In this study, we demonstrate a sequential experimental design for spectral measurements by active learning using parametric models as predictors.
- Score: 1.9377646956063705
- License: http://arxiv.org/licenses/nonexclusive-distrib/1.0/
- Abstract: In this study, we demonstrate a sequential experimental design for spectral
measurements by active learning using parametric models as predictors. In
spectral measurements, it is necessary to reduce the measurement time because
of sample fragility and high energy costs. To improve the efficiency of
experiments, sequential experimental designs are proposed, in which the
subsequent measurement is designed by active learning using the data obtained
before the measurement. Conventionally, parametric models are employed in data
analysis; when employed for active learning, they are expected to afford a
sequential experimental design that improves the accuracy of data analysis.
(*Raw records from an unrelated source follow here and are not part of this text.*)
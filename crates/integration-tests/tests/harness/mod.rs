#![allow(dead_code)]

pub mod config;
pub mod mock_openai;
pub mod server;
//! axum glue: JSON error bodies, plus JSON and query extractors that report
//! rejections in the same shape

use axum::Json;
use axum::body::Body;
use axum::extract::rejection::{JsonRejection, QueryRejection};
use axum::extract::{FromRequest, FromRequestParts, Query};
use axum::response::{IntoResponse, Response};
use serde::Serialize;
use serde::de::DeserializeOwned;

use crate::error::{ErrorKind, HttpError, UpstreamError};

/// Body of every error response
#[derive(Debug, Serialize)]
pub struct ErrorBody {
    pub error: String,
    pub kind: &'static str,
}

/// Build an error response for `kind` with a client-facing message
pub fn error_response(kind: ErrorKind, message: impl Into<String>) -> Response {
    let body = ErrorBody {
        error: message.into(),
        kind: kind.as_str(),
    };

    (kind.status_code(), Json(body)).into_response()
}

impl IntoResponse for UpstreamError {
    fn into_response(self) -> Response {
        error_response(self.kind(), self.client_message())
    }
}

/// `Json<T>` that turns every rejection into an `InvalidInput` response
#[derive(Debug)]
pub struct JsonBody<T>(pub T);

impl<T, S> FromRequest<S> for JsonBody<T>
where
    T: DeserializeOwned,
    S: Send + Sync,
{
    type Rejection = Response;

    async fn from_request(request: http::Request<Body>, state: &S) -> Result<Self, Self::Rejection> {
        match Json::<T>::from_request(request, state).await {
            Ok(Json(value)) => Ok(Self(value)),
            Err(rejection) => Err(rejection_response(&rejection)),
        }
    }
}

/// `Query<T>` that turns a malformed query string into an `InvalidInput` response
#[derive(Debug)]
pub struct QueryParams<T>(pub T);

impl<T, S> FromRequestParts<S> for QueryParams<T>
where
    T: DeserializeOwned,
    S: Send + Sync,
{
    type Rejection = Response;

    async fn from_request_parts(parts: &mut http::request::Parts, state: &S) -> Result<Self, Self::Rejection> {
        match Query::<T>::from_request_parts(parts, state).await {
            Ok(Query(value)) => Ok(Self(value)),
            Err(rejection) => Err(query_rejection_response(&rejection)),
        }
    }
}

fn query_rejection_response(rejection: &QueryRejection) -> Response {
    let message = rejection.body_text();

    tracing::debug!(error = %message, "rejected query string");
    error_response(ErrorKind::InvalidInput, message)
}

fn rejection_response(rejection: &JsonRejection) -> Response {
    let message = match rejection {
        JsonRejection::MissingJsonContentType(_) => "expected Content-Type: application/json".to_owned(),
        other => other.body_text(),
    };

    tracing::debug!(error = %message, "rejected request body");
    error_response(ErrorKind::InvalidInput, message)
}
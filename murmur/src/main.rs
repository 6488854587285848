#![allow(clippy::must_use_candidate, clippy::missing_errors_doc)]

mod args;

use args::Args;
use clap::Parser;
use murmur_config::Config;
use murmur_server::Server;
use tokio_util::sync::CancellationToken;

#[tokio::main]
async fn main() -> anyhow::Result<()> {
    let args = Args::parse();

    // Load configuration; a missing API key stops startup here
    let mut config = Config::load(args.config.as_deref())?;
    if let Some(listen) = args.listen {
        config.server.listen_address = Some(listen);
    }

    let _telemetry_guard = murmur_telemetry::init(config.telemetry.as_ref(), &args.log_filter)?;

    tracing::info!(
        config_path = args.config.as_ref().map_or_else(|| "-".into(), |p| p.display().to_string()),
        listen_address = %config.server.listen_address(),
        "starting murmur"
    );

    let server = Server::new(config)?;

    // Set up graceful shutdown
    let shutdown = CancellationToken::new();
    let shutdown_clone = shutdown.clone();

    tokio::spawn(async move {
        shutdown_signal().await;
        shutdown_clone.cancel();
    });

    server.serve(shutdown).await?;

    tracing::info!("murmur stopped");
    Ok(())
}

/// Wait for a shutdown signal (`SIGINT` or `SIGTERM`)
async fn shutdown_signal() {
    let ctrl_c = async {
        if let Err(e) = tokio::signal::ctrl_c().await {
            tracing::error!(error = %e, "failed to listen for Ctrl+C");
            std::future::pending::<()>().await;
        }
    };

    #[cfg(unix)]
    let terminate = async {
        match tokio::signal::unix::signal(tokio::signal::unix::SignalKind::terminate()) {
            Ok(mut signal) => {
                signal.recv().await;
            }
            Err(e) => {
                tracing::error!(error = %e, "failed to install SIGTERM handler");
                std::future::pending::<()>().await;
            }
        }
    };

    #[cfg(not(unix))]
    let terminate = std::future::pending::<()>();

    tokio::select! {
        () = ctrl_c => {}
        () = terminate => {}
    }

    tracing::info!("shutdown signal received");
}
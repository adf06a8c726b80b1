use tracing::{debug, info};

use crate::catalog::Catalog;
use crate::classify::classify;
use crate::commit::commit;
use crate::config::MatchConfig;
use crate::decision::Decisions;
use crate::error::ImportError;
use crate::mapper::resolve;
use crate::model::{ApplyOutcome, CandidateRecord, ColumnMapping, Grid, MatchResult};
use crate::normalize::normalize_rows;

/// Validate the mapping against the grid and normalize every data row.
///
/// A grid without headers is a file error; a mapping that misses the name or
/// both price columns, or names a header the file lacks, is a mapping error.
pub fn prepare(grid: &Grid, mapping: &ColumnMapping) -> Result<Vec<CandidateRecord>, ImportError> {
    if grid.headers.iter().all(|h| h.trim().is_empty()) {
        return Err(ImportError::FileParse("file has no header row".into()));
    }
    let cols = resolve(mapping, &grid.headers)?;
    let candidates = normalize_rows(grid, &cols);
    debug!(
        rows = candidates.len(),
        invalid = candidates.iter().filter(|c| !c.is_valid()).count(),
        "normalized import rows"
    );
    Ok(candidates)
}

/// Classify the file against the catalog without writing anything.
pub fn preview<C: Catalog + ?Sized>(
    catalog: &C,
    grid: &Grid,
    mapping: &ColumnMapping,
    config: &MatchConfig,
) -> Result<Vec<MatchResult>, ImportError> {
    let candidates = prepare(grid, mapping)?;
    let snapshot = catalog.find_all_active()?;
    let results = classify(&candidates, &snapshot, config);
    info!(rows = results.len(), catalog = snapshot.len(), "preview computed");
    Ok(results)
}

/// Reclassify against the live catalog and apply `decisions`.
pub fn apply<C: Catalog + ?Sized>(
    catalog: &mut C,
    grid: &Grid,
    mapping: &ColumnMapping,
    decisions: &Decisions,
    config: &MatchConfig,
) -> Result<ApplyOutcome, ImportError> {
    let candidates = prepare(grid, mapping)?;
    commit(catalog, &candidates, decisions, config)
}
//! Import wizard state as a single serializable value.
//!
//! Transitions consume the session and return the next one. Changing the
//! file drops the mapping; changing the mapping drops the preview and the
//! decisions built on it.

use serde::{Deserialize, Serialize};

use crate::config::KeywordConfig;
use crate::decision::Decisions;
use crate::error::SessionError;
use crate::mapper::{guess_mapping, resolve};
use crate::model::{ApplyOutcome, ColumnMapping, Decision, MatchResult, RowNumber};

#[derive(Debug, Clone, Copy, Default, PartialEq, Eq, Hash, Serialize, Deserialize)]
#[serde(rename_all = "lowercase")]
pub enum Stage {
    #[default]
    File,
    Mapping,
    Preview,
    Result,
}

impl std::fmt::Display for Stage {
    fn fmt(&self, f: &mut std::fmt::Formatter<'_>) -> std::fmt::Result {
        match self {
            Self::File => write!(f, "file"),
            Self::Mapping => write!(f, "mapping"),
            Self::Preview => write!(f, "preview"),
            Self::Result => write!(f, "result"),
        }
    }
}

#[derive(Debug, Clone, Default, PartialEq, Serialize, Deserialize)]
#[serde(rename_all = "camelCase")]
pub struct ImportSession {
    pub stage: Stage,
    #[serde(default, skip_serializing_if = "Option::is_none")]
    pub file_name: Option<String>,
    #[serde(default)]
    pub headers: Vec<String>,
    #[serde(default)]
    pub mapping: ColumnMapping,
    #[serde(default, skip_serializing_if = "Option::is_none")]
    pub preview: Option<Vec<MatchResult>>,
    #[serde(default)]
    pub decisions: Decisions,
    #[serde(default, skip_serializing_if = "Option::is_none")]
    pub result: Option<ApplyOutcome>,
}

impl ImportSession {
    pub fn new() -> Self {
        Self::default()
    }

    /// Start over with a new file. Allowed from any stage.
    pub fn load_file(self, file_name: impl Into<String>, headers: Vec<String>, keywords: &KeywordConfig) -> Self {
        let guess = guess_mapping(&headers, None, keywords);
        Self {
            stage: Stage::Mapping,
            file_name: Some(file_name.into()),
            headers,
            mapping: guess.mapping,
            preview: None,
            decisions: Decisions::new(),
            result: None,
        }
    }

    /// Replace the mapping. Drops any preview and decisions.
    pub fn set_mapping(self, mapping: ColumnMapping) -> Result<Self, SessionError> {
        self.expect_stage("set the mapping", &[Stage::Mapping, Stage::Preview])?;
        resolve(&mapping, &self.headers)?;
        Ok(Self {
            stage: Stage::Mapping,
            mapping,
            preview: None,
            decisions: Decisions::new(),
            result: None,
            ..self
        })
    }

    /// Store a classification and seed default decisions.
    pub fn set_preview(self, items: Vec<MatchResult>) -> Result<Self, SessionError> {
        self.expect_stage("show the preview", &[Stage::Mapping, Stage::Preview])?;
        resolve(&self.mapping, &self.headers)?;
        let decisions = Decisions::seed(&items);
        Ok(Self {
            stage: Stage::Preview,
            preview: Some(items),
            decisions,
            result: None,
            ..self
        })
    }

    pub fn decide(mut self, row: RowNumber, decision: Decision) -> Result<Self, SessionError> {
        self.expect_stage("record a decision", &[Stage::Preview])?;
        let items = self.preview.as_deref().unwrap_or_default();
        self.decisions.decide(items, row, decision)?;
        Ok(self)
    }

    pub fn finish(self, outcome: ApplyOutcome) -> Result<Self, SessionError> {
        self.expect_stage("apply", &[Stage::Preview])?;
        Ok(Self { stage: Stage::Result, result: Some(outcome), ..self })
    }

    /// Return to the mapping step, dropping the preview and everything after.
    pub fn back_to_mapping(self) -> Result<Self, SessionError> {
        self.expect_stage("go back to the mapping", &[Stage::Preview, Stage::Result])?;
        Ok(Self {
            stage: Stage::Mapping,
            preview: None,
            decisions: Decisions::new(),
            result: None,
            ..self
        })
    }

    pub fn reset(self) -> Self {
        Self::default()
    }

    fn expect_stage(&self, action: &'static str, allowed: &[Stage]) -> Result<(), SessionError> {
        if allowed.contains(&self.stage) {
            Ok(())
        } else {
            Err(SessionError::WrongStage { action, stage: self.stage })
        }
    }
}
However, due to the complexity of the formulas, a sequential experimental
design using general parametric models has not been realized. Therefore, we
applied Bayesian inference-based data analysis using the exchange Monte Carlo
method to realize a sequential experimental design with general parametric
models. In this study, we evaluated the effectiveness of the proposed method by
applying it to Bayesian spectral deconvolution and Bayesian Hamiltonian
selection in X-ray photoelectron spectroscopy. Using numerical experiments with
artificial data, we demonstrated that the proposed method improves the accuracy
of model selection and parameter estimation while reducing the measurement time
compared with the results achieved without active learning or with active
learning using the Gaussian process regression.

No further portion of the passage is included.